DESCRIPTION OF THE TASK
Where a line holds the word "PartialEq", copy that line from the data below.

DATA SUPPLIED
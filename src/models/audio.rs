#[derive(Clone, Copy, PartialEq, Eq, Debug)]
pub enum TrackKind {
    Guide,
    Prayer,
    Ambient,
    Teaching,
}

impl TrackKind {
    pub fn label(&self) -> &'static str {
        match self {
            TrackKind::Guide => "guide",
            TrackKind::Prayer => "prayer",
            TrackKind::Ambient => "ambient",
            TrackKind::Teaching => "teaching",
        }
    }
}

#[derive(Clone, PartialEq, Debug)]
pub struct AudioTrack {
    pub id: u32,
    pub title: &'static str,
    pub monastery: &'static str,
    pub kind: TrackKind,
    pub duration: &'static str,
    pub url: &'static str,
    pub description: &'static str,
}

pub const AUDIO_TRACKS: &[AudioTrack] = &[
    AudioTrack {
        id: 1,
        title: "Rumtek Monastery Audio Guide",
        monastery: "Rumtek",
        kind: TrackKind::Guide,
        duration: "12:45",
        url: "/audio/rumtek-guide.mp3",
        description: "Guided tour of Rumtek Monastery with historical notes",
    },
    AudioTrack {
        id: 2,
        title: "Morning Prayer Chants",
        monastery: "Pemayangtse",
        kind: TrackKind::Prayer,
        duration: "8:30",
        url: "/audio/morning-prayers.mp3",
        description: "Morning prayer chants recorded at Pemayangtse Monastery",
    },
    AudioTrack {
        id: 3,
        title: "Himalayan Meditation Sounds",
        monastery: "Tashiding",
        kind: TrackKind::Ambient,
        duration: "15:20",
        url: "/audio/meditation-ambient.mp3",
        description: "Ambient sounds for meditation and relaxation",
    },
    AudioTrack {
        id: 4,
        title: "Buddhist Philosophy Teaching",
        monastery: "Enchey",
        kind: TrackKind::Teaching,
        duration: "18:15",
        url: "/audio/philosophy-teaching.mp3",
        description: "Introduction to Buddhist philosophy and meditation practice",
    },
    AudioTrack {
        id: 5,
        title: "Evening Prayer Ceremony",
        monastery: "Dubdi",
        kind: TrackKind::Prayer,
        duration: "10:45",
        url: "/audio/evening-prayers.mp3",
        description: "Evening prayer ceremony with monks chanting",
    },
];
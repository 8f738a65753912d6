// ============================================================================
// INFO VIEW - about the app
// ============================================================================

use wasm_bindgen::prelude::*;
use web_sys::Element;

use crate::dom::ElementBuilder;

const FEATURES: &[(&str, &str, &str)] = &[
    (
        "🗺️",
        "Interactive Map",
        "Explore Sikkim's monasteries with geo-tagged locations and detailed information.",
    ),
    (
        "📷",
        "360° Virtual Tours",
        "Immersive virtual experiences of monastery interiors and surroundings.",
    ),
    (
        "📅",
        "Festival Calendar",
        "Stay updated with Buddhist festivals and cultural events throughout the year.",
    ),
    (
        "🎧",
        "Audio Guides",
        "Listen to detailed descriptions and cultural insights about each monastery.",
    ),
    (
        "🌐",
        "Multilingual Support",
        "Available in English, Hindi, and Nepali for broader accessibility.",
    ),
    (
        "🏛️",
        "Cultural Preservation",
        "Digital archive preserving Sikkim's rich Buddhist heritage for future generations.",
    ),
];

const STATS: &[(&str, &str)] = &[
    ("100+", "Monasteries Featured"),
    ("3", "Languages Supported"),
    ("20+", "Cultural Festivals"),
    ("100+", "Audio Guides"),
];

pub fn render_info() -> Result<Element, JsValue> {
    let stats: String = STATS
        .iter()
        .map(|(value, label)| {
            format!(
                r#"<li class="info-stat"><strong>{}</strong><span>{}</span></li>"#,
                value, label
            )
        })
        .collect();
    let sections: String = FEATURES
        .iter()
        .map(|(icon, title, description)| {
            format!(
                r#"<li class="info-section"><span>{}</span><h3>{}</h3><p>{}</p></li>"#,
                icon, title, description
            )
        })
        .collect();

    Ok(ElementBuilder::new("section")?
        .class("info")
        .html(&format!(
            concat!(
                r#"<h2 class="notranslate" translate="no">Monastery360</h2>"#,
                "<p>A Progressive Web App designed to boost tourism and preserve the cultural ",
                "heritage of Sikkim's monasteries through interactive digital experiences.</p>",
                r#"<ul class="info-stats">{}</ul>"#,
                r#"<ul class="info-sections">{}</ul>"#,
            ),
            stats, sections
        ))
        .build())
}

RESPONSE
#[derive(Clone, Copy, PartialEq, Eq, Debug)]
#[derive(Clone, PartialEq, Debug)]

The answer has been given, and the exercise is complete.